Stored data:
+--

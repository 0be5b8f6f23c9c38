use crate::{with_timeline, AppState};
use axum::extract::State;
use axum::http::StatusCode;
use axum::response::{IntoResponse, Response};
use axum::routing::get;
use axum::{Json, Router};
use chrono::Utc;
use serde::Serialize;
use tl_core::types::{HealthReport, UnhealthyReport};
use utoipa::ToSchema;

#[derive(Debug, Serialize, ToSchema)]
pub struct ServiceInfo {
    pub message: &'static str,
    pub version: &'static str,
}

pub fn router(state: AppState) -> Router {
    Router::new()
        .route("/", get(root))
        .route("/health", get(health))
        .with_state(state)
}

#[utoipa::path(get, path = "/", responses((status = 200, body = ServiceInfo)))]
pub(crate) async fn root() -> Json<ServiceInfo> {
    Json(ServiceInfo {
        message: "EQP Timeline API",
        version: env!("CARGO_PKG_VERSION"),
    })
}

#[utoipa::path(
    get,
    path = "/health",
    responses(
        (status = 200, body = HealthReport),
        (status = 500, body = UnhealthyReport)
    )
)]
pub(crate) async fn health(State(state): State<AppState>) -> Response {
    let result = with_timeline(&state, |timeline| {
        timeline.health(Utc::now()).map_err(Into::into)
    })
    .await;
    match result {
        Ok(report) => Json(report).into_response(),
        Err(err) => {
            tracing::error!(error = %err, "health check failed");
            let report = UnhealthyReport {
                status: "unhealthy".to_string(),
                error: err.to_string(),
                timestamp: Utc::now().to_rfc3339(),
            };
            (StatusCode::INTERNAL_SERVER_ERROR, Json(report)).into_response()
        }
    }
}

+--

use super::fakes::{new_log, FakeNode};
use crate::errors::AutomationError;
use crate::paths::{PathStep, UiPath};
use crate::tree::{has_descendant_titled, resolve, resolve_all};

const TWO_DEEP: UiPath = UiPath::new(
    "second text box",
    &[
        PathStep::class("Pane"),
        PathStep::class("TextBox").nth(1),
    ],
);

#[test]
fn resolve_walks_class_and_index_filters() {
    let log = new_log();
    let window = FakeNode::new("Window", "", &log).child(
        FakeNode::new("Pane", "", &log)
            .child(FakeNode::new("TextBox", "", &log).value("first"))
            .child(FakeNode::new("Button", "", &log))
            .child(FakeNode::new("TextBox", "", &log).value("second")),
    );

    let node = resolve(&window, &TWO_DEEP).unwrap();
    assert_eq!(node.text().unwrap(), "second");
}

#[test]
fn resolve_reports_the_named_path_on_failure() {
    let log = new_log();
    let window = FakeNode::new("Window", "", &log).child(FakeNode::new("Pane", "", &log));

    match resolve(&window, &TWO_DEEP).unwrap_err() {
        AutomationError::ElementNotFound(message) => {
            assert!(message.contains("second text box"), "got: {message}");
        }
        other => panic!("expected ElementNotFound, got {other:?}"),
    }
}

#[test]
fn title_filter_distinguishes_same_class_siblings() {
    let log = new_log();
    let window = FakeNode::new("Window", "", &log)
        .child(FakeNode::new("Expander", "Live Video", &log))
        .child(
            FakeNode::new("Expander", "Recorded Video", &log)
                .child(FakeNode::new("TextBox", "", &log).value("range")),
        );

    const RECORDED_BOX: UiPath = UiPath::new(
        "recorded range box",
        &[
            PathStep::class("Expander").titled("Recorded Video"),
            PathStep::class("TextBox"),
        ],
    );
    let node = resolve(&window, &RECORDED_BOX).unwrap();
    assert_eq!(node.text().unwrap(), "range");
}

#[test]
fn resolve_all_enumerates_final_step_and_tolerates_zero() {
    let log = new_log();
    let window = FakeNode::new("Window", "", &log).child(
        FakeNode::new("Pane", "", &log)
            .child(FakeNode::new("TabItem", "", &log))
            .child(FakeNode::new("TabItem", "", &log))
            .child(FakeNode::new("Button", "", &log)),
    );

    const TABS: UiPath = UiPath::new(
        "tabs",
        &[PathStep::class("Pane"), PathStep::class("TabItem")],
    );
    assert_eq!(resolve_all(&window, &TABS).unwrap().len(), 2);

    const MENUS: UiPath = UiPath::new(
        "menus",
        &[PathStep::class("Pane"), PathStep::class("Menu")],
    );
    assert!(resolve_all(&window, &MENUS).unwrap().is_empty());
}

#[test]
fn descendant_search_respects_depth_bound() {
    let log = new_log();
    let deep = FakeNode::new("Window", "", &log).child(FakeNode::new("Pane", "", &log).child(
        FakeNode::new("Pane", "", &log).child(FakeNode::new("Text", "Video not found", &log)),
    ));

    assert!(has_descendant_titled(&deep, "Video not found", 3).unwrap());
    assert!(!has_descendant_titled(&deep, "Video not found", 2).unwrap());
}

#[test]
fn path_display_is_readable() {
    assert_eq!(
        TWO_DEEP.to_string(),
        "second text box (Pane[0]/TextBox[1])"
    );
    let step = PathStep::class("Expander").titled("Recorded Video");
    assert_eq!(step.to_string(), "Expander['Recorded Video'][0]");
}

+--

Exercise instructions: Lines holding "utoipa" in the data above: copy each of them.

Solved exercise:
use utoipa::ToSchema;
#[utoipa::path(get, path = "/", responses((status = 200, body = ServiceInfo)))]
#[utoipa::path(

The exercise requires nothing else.